Review: ‘I And You’ at Marin Theatre Company (****)

(Charles Kruger)

(Rating: ****)

This reviewer is a voting associate member of the San Francisco Bay Area Theatre Critics Circle (SFBATCC)
This reviewer is a voting associate member of the San Francisco Bay Area Theatre Critics Circle (SFBATCC)

(“I And You” plays at Marin Theatre Company from October 10 through November 3, 2013).

“Up-and-coming San Francisco playwright Lauren Gunderson” is poised to become known as “significant American playwright Lauren Gunderson” as her reputation is exploding with a feature article in this month’s American Theatre Magazine and multiple major Bay area premieres of new work. She deserves all the attention, and with “I And You” she makes the transition from “promising new playwright” to “significant new playwright” with great grace. “I And You” is a wonderful play!

The premise of this two-character piece is elegantly simple: a sick teenager (Caroline, played by Jessica Lynn Carroll), unable to attend school, is visited by an unfamiliar classmate (Anthony, played by Devion McArthur) who has been assigned to work with her on a project of a class presentation about Walt Whitman’s “Leaves of Grass”. Together, she and the young man explore the text and, in the process, discover both Whitman and one another (although the play never moves into the realm of explicit sex). The drama is heightened by Caroline’s life-threatening illness and Anthony’s intense desire to make an emotional connection. The pressure is further increased when Anthony reveals they have only one night to complete the assignment. Caroline feels driven to compensate for her illness with a perfect academic record, and Gunderson’s carefully crafted script makes us identify with that need to excel.

Devion McArthur and Jessica Lynn Carroll in the world premiere production of Lauren Gunderson's "I and You" at Marin Theatre Company. Photo credit: Ed Smith.
Devion McArthur and Jessica Lynn Carroll in the world premiere production of Lauren Gunderson’s “I and You” at Marin Theatre Company. Photo credit: Ed Smith.

The vibrant young people, the reality of Caroline’s illness and the intensity of Whitman’s poetry create opportunities for emotional fireworks. Playwright Gunderson makes full use of them.

One could argue that the extensive recitation of Whitman’s poetry is a bit of a copout for the playwright, but she has knitted the poetry seamlessly with the drama at hand and developed her characters with such care that she clearly earns the right to utilize Whitman’s language without being accused of exploiting it.

Gunderson achieves a fine balance between intellectual thrills, as the students grapple with Whitman’s meanings, and emotional engagement as they grapple with one another. The work is emotionally satisfying and also succeeds as an excellent didactic exploration of Whitman’s work. The result is engaging on multiple levels.

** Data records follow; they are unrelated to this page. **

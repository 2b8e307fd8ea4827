// src/output/writer.rs
// =============================================================================
// Persists the bodies of found resources and the final success list.
//
// Each found Resource is streamed to <scan dir>/<sanitized URL>. Writes go
// to a temporary ".part" file first and are renamed into place, so two
// workers handling the same (duplicated) entry never leave a mixed file.
//
// File systems cap a name at 255 bytes, so long URLs are cut down to a
// prefix plus a short SHA-256 of the full URL.
// =============================================================================

use crate::error::ScanError;
use crate::resource::Resource;
use async_trait::async_trait;
use sha2::{Digest, Sha256};
use std::path::{Path, PathBuf};
use std::sync::atomic::{AtomicU64, Ordering};
use tokio::fs;
use tokio::io::BufWriter;
use tracing::{debug, info};

/// Where consumers hand found resources
#[async_trait]
pub trait ResourceWriter: Send + Sync {
    /// Consumes the body of `resource`, returning where it was stored
    async fn write(&self, resource: &mut Resource) -> Result<PathBuf, ScanError>;
}

pub struct FileWriter {
    dir: PathBuf,
    sequence: AtomicU64,
}

impl FileWriter {
    pub fn new(dir: impl Into<PathBuf>) -> Self {
        Self {
            dir: dir.into(),
            sequence: AtomicU64::new(0),
        }
    }
}

#[async_trait]
impl ResourceWriter for FileWriter {
    async fn write(&self, resource: &mut Resource) -> Result<PathBuf, ScanError> {
        let file_name = file_name_for(&resource.name);
        let target = self.dir.join(&file_name);
        let n = self.sequence.fetch_add(1, Ordering::Relaxed);
        let partial = self.dir.join(format!(".{}.{}.part", file_name, n));

        let file = fs::File::create(&partial).await?;
        let mut writer = BufWriter::new(file);
        let written = match resource.body.copy_to(&mut writer).await {
            Ok(written) => written,
            Err(e) => {
                let _ = fs::remove_file(&partial).await;
                return Err(e);
            }
        };
        drop(writer);
        fs::rename(&partial, &target).await?;

        info!("File written: {} ({} bytes)", file_name, written);
        Ok(target)
    }
}

/// Longest name handed to the file system; leaves room for the ".part" suffix
pub const MAX_FILE_NAME: usize = 200;

// Hex characters of the URL digest appended to shortened names
const DIGEST_CHARS: usize = 16;

/// Builds a flat file name from a URL.
///
/// Example: "http://example.com/admin" -> "http___example.com_admin"
///
/// Names longer than MAX_FILE_NAME bytes become
/// "<prefix>_<first 16 hex chars of sha256(url)>".
pub fn file_name_for(url: &str) -> String {
    let name: String = url
        .chars()
        .map(|c| match c {
            ':' | '/' | '\\' | '?' | '*' | '"' | '<' | '>' | '|' => '_',
            c if c.is_control() => '_',
            c => c,
        })
        .collect();

    if name.len() <= MAX_FILE_NAME {
        return name;
    }

    let digest = hex::encode(Sha256::digest(url.as_bytes()));
    let mut cut = MAX_FILE_NAME - DIGEST_CHARS - 1;
    while !name.is_char_boundary(cut) {
        cut -= 1;
    }
    format!("{}_{}", &name[..cut], &digest[..DIGEST_CHARS])
}

/// Creates the output directory tree; an existing directory is fine
pub async fn prepare_output_dir(dir: &Path) -> Result<(), ScanError> {
    fs::create_dir_all(dir).await?;
    debug!("Output directory ready: {}", dir.display());
    Ok(())
}

/// Writes one URL per line
pub async fn write_success_list(path: &Path, urls: &[String]) -> Result<(), ScanError> {
    let mut contents = urls.join("\n");
    if !contents.is_empty() {
        contents.push('\n');
    }
    fs::write(path, contents).await?;
    Ok(())
}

The two actors are excellent. They are particularly effective in reading Whitman’s lyrics in the manner of typical teenagers, unencumbered with any hint of obvious “acting” or “dramatic interpretation”. Their discoveries are our discoveries so that the audience deeply encounters not just two, but three powerful characters: Caroline, Anthony, and Walt Whitman.

The play also presents a mystery: why does Caroline’s mother never respond to her calls or otherwise check on her daughter? Why, if  Caroline has a life-threatening disease, does she not appear sicker? Why does her bedroom have no medical paraphernalia? Why is Anthony so driven to make a connection with a girl whom he has never met?

All of these interesting questions are answered in an unexpected surprise ending that left the opening night audience talking excitedly for hours after the show’s end.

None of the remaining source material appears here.